Every time I see a person is missing, I grieve for them and I wonder who they are, what their story is. Every time I go into Walmart, I stare at their section on the wall near the bathrooms of missing children/teens and I grieve for them as if I had known them personally.
I do this every time and I don’t know why I started doing it initially but I’ve always felt it was necessary. Maybe I thought that by knowing their faces that one day I’d be able to help them in some way. I used to spend hours upon hours going through missing person databases to try and see if I could uncover a sliver of hope, something that could help these people and their families.
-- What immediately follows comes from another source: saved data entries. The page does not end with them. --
//! Progress-callback trait for pipeline events.
//!
//! Inject an [`Arc<dyn AnalysisProgressCallback>`] via
//! [`crate::config::AnalysisConfigBuilder::progress_callback`] to receive
//! events as the pipeline moves through its states.
//!
//! Callers can forward events to a channel, a log, or a terminal spinner
//! without the library knowing how the host application communicates.
//!
//! # Example
//!
//! ```rust
//! use edgequake_nutrition::{AnalysisConfig, AnalysisProgressCallback, PipelineState};
//! use std::sync::{Arc, atomic::{AtomicUsize, Ordering}};
//!
//! struct CountingCallback {
//!     transitions: AtomicUsize,
//! }
//!
//! impl AnalysisProgressCallback for CountingCallback {
//!     fn on_state_change(&self, _state: &PipelineState) {
//!         self.transitions.fetch_add(1, Ordering::SeqCst);
//!     }
//! }
//!
//! let counter = Arc::new(CountingCallback { transitions: AtomicUsize::new(0) });
//!
//! let config = AnalysisConfig::builder()
//!     .progress_callback(counter as Arc<dyn AnalysisProgressCallback>)
//!     .build()
//!     .unwrap();
//! ```

use crate::analyze::PipelineState;
use crate::output::ExtractionAttempt;
use crate::pipeline::quality::EscalationReason;
use std::sync::Arc;

/// Called by the pipeline as it processes a document.
///
/// All methods have default no-op implementations so callers only override
/// what they care about. Implementations must be `Send + Sync`; the pipeline
/// may run on any Tokio worker thread.
pub trait AnalysisProgressCallback: Send + Sync {
    /// Called after each state transition, including the terminal one.
    fn on_state_change(&self, state: &PipelineState) {
        let _ = state;
    }

    /// Called once per extraction stage the cascade runs.
    fn on_stage_attempt(&self, attempt: &ExtractionAttempt) {
        let _ = attempt;
    }

    /// Called when the quality gate asks for visual re-analysis.
    fn on_escalation(&self, reason: &EscalationReason) {
        let _ = reason;
    }
}

/// A no-op implementation for callers that don't need progress events.
pub struct NoopProgressCallback;

impl AnalysisProgressCallback for NoopProgressCallback {}

/// Convenience alias matching the type stored in [`crate::config::AnalysisConfig`].
pub type ProgressCallback = Arc<dyn AnalysisProgressCallback>;

#[cfg(test)]
mod tests {
    use super::*;
    use crate::pipeline::cascade::ExtractionStage;
    use std::sync::Mutex;

    #[derive(Default)]
    struct Recorder {
        states: Mutex<Vec<PipelineState>>,
        attempts: Mutex<Vec<ExtractionStage>>,
    }

    impl AnalysisProgressCallback for Recorder {
        fn on_state_change(&self, state: &PipelineState) {
            self.states.lock().unwrap().push(*state);
        }

        fn on_stage_attempt(&self, attempt: &ExtractionAttempt) {
            self.attempts.lock().unwrap().push(attempt.stage);
        }
    }

    #[test]
    fn noop_callback_does_not_panic() {
        let cb = NoopProgressCallback;
        cb.on_state_change(&PipelineState::Extracted);
        cb.on_escalation(&EscalationReason::AllNutrientsNull);
    }

    #[test]
    fn recorder_receives_events() {
        let rec = Recorder::default();
        rec.on_state_change(&PipelineState::Extracted);
        rec.on_stage_attempt(&ExtractionAttempt {
            stage: ExtractionStage::DigitalText,
            text: String::new(),
            char_count: 0,
            succeeded: false,
            error: None,
        });
        assert_eq!(rec.states.lock().unwrap().as_slice(), &[PipelineState::Extracted]);
        assert_eq!(
            rec.attempts.lock().unwrap().as_slice(),
            &[ExtractionStage::DigitalText]
        );
    }

    #[test]
    fn arc_dyn_callback_works() {
        let cb: ProgressCallback = Arc::new(NoopProgressCallback);
        cb.on_state_change(&PipelineState::Done);
    }
}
I had forgotten about my passion for doing this for a while and I just realized it again today, after watching a movie titled “Punjab 1984”, which is based on true events. I could not stop crying the whole movie and they showed those missing and those innocent who had died. It hit me at that moment that these families waited so long for an answer, for a body, for their child, anything and some didn’t receive any of those things. We have many instances of these things happening all over the world and it seems my heart is constantly grieving for those who are suffering in silence, those who are dead or who have not been found.
I can recount so many instances this year, in the US, alone where innocent people have died; those whose stories were ended because of the bad choices of somebody else. and where does that leave us? To constantly grieve for those we do not know? Every time I see a face, I am wondering who are you, what is your story? Are you wondering the same?
To all of those missing or have lost their lives, your story does not end with death.